- _AIM OF THE EXERCISE_
Across the data below, how many lines hold "filename"? Answer with that number and nothing else.

- _EXTRACTED DATA_
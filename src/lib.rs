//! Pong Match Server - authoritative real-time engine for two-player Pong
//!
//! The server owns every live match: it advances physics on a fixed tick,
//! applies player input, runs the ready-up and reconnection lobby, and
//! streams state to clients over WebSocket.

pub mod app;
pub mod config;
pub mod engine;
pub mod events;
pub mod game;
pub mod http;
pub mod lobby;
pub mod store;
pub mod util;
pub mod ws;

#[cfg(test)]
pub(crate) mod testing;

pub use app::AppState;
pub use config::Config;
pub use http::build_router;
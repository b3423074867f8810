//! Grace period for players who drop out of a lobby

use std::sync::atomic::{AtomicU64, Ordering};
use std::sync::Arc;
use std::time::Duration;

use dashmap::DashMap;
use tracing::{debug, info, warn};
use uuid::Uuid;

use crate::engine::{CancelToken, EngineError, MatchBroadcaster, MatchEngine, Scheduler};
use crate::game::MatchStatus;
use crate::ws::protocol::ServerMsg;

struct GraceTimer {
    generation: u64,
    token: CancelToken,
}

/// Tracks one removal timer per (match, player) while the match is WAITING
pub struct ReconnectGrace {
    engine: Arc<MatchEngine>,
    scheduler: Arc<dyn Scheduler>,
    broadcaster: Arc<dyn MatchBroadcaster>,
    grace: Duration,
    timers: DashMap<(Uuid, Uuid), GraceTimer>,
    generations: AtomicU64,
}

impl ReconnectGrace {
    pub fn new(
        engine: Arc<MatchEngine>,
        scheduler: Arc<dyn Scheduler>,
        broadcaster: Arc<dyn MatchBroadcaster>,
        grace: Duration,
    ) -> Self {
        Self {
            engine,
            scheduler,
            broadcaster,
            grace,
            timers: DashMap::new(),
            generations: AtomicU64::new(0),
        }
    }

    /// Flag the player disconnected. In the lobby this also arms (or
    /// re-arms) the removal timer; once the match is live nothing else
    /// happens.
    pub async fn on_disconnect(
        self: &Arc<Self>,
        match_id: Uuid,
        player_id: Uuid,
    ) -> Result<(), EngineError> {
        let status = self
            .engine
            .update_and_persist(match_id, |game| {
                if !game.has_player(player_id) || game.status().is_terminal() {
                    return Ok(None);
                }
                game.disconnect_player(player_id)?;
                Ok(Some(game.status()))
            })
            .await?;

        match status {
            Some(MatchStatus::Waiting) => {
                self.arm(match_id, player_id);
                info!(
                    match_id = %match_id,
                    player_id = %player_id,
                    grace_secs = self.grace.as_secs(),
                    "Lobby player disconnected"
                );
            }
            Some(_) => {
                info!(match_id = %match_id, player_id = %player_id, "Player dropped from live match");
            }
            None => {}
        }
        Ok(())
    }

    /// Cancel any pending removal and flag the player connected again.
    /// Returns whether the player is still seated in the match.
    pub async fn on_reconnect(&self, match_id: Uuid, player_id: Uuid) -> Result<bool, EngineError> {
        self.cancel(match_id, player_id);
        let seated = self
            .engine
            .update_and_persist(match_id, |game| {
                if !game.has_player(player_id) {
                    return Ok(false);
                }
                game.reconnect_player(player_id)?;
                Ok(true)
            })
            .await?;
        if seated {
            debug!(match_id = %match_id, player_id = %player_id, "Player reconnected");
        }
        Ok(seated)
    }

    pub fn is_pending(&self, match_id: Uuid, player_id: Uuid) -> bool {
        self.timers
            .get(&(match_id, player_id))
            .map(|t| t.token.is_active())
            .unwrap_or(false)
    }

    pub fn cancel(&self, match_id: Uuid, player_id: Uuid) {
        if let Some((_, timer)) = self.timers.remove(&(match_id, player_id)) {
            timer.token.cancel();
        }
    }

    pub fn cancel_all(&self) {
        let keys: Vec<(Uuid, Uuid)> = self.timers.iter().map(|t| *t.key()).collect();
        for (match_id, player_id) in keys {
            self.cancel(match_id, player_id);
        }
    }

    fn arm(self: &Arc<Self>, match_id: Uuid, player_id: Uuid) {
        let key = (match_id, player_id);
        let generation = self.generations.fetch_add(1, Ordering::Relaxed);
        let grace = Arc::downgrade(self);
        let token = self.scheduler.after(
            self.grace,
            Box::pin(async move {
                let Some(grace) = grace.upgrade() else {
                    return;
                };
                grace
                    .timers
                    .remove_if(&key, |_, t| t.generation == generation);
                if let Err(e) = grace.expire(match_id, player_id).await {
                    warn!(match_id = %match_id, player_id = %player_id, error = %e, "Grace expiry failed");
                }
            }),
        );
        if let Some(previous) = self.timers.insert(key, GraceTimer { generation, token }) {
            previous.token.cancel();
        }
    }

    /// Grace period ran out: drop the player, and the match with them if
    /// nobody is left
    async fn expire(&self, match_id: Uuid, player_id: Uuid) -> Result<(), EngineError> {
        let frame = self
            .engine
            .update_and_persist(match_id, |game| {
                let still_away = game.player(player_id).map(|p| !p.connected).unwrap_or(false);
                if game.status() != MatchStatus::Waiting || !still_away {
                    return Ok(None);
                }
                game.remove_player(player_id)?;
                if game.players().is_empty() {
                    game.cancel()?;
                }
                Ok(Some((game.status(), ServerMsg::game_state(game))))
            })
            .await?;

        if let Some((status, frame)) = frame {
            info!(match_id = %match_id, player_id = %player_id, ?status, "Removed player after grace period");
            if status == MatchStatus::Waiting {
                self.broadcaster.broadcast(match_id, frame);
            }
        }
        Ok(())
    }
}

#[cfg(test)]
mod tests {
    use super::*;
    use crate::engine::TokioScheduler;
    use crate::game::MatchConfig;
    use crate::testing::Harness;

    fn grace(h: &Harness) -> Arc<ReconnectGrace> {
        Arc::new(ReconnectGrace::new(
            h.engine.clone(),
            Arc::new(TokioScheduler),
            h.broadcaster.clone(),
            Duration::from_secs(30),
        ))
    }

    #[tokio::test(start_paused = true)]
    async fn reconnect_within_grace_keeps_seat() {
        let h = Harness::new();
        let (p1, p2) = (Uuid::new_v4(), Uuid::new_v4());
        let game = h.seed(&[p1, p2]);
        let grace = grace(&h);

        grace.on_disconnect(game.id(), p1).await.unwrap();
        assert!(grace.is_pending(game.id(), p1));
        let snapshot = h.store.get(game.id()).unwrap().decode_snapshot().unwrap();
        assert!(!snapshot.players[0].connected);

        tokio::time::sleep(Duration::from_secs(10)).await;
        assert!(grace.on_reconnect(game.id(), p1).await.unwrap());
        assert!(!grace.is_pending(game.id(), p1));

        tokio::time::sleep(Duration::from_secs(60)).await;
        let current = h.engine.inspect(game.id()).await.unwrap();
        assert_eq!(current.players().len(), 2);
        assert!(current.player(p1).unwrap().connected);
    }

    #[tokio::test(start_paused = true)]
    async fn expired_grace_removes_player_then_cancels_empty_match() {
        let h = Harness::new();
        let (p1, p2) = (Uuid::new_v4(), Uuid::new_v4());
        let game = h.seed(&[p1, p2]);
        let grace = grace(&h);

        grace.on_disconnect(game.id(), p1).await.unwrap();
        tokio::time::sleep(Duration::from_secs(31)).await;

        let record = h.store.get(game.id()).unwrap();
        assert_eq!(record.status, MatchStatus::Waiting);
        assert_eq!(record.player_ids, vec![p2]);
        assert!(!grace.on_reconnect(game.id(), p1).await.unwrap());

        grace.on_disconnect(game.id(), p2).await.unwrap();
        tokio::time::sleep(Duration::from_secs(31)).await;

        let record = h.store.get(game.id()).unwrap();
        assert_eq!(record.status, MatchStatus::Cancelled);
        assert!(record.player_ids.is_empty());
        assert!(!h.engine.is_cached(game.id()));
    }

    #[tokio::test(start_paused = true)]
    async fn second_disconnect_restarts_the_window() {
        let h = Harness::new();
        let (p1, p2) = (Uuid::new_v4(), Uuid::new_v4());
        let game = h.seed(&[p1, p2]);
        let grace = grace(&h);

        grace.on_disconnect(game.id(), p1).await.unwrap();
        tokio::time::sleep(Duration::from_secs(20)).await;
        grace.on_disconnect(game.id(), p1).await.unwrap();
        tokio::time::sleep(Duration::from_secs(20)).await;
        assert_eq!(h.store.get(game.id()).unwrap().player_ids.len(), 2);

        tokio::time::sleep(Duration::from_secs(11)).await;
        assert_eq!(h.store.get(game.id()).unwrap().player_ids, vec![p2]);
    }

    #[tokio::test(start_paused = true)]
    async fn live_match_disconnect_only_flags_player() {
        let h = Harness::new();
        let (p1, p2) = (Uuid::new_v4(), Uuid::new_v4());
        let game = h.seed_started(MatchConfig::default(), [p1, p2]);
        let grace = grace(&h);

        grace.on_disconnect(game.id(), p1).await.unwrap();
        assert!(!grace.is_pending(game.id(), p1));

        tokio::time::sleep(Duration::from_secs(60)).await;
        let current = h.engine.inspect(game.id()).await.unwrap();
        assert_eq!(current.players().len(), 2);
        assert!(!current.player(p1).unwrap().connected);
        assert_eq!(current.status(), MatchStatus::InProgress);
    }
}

--

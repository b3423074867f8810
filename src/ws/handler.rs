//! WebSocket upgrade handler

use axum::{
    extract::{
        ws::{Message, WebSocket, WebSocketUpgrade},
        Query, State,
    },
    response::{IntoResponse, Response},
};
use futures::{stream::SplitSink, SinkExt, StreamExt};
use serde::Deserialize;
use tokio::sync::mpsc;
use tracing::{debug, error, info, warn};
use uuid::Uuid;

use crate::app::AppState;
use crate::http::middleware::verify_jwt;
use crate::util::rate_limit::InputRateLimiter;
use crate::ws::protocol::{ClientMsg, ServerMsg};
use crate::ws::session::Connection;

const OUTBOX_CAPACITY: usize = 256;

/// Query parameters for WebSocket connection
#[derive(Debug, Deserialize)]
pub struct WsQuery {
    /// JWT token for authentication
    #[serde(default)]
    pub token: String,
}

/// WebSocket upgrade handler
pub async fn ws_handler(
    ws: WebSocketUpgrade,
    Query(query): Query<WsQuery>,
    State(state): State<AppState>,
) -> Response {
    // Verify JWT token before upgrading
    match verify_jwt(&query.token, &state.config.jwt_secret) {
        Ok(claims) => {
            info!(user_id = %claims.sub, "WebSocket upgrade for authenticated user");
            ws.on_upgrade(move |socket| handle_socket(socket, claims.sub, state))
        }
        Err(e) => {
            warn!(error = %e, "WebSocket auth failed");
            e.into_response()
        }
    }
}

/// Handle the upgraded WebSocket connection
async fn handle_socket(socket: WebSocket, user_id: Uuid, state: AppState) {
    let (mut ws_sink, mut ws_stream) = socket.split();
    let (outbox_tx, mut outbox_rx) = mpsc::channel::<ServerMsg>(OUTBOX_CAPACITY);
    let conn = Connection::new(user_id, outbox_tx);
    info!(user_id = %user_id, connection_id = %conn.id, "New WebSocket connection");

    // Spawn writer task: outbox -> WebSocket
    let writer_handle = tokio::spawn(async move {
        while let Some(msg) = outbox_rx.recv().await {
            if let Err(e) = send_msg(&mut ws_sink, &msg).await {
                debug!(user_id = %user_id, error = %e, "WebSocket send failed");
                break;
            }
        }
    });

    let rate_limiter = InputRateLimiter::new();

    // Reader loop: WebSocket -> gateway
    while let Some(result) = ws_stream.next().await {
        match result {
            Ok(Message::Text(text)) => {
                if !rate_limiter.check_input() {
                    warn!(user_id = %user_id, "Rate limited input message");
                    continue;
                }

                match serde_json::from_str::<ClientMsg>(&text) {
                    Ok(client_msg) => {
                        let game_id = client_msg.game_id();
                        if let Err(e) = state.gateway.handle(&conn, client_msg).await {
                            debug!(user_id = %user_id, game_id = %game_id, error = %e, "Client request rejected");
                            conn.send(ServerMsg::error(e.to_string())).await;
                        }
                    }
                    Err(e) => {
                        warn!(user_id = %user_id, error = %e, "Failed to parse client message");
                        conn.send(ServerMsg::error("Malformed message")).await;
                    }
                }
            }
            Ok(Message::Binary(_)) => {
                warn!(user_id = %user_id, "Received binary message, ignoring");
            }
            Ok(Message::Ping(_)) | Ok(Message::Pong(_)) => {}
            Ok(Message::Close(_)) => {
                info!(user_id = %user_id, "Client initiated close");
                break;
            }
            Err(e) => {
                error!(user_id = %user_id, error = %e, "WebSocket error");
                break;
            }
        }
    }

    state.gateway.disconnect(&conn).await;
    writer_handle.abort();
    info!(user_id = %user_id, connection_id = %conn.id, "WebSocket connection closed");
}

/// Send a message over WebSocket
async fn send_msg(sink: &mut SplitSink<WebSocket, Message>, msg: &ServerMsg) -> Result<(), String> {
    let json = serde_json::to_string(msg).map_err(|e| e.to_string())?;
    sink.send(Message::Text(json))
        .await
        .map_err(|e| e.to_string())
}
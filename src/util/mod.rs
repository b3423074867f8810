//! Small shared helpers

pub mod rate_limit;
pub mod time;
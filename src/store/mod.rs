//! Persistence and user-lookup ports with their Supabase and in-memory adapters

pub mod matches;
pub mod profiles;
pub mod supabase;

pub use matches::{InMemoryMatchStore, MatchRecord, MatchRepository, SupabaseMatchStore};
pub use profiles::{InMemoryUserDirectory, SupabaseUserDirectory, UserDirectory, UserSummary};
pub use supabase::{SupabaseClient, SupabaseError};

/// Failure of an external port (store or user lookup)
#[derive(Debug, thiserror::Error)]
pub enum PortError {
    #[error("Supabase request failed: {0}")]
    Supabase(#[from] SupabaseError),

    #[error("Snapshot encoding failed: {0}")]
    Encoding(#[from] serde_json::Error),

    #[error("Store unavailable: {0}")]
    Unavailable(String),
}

- _OUTPUT FOR THIS EXERCISE_
4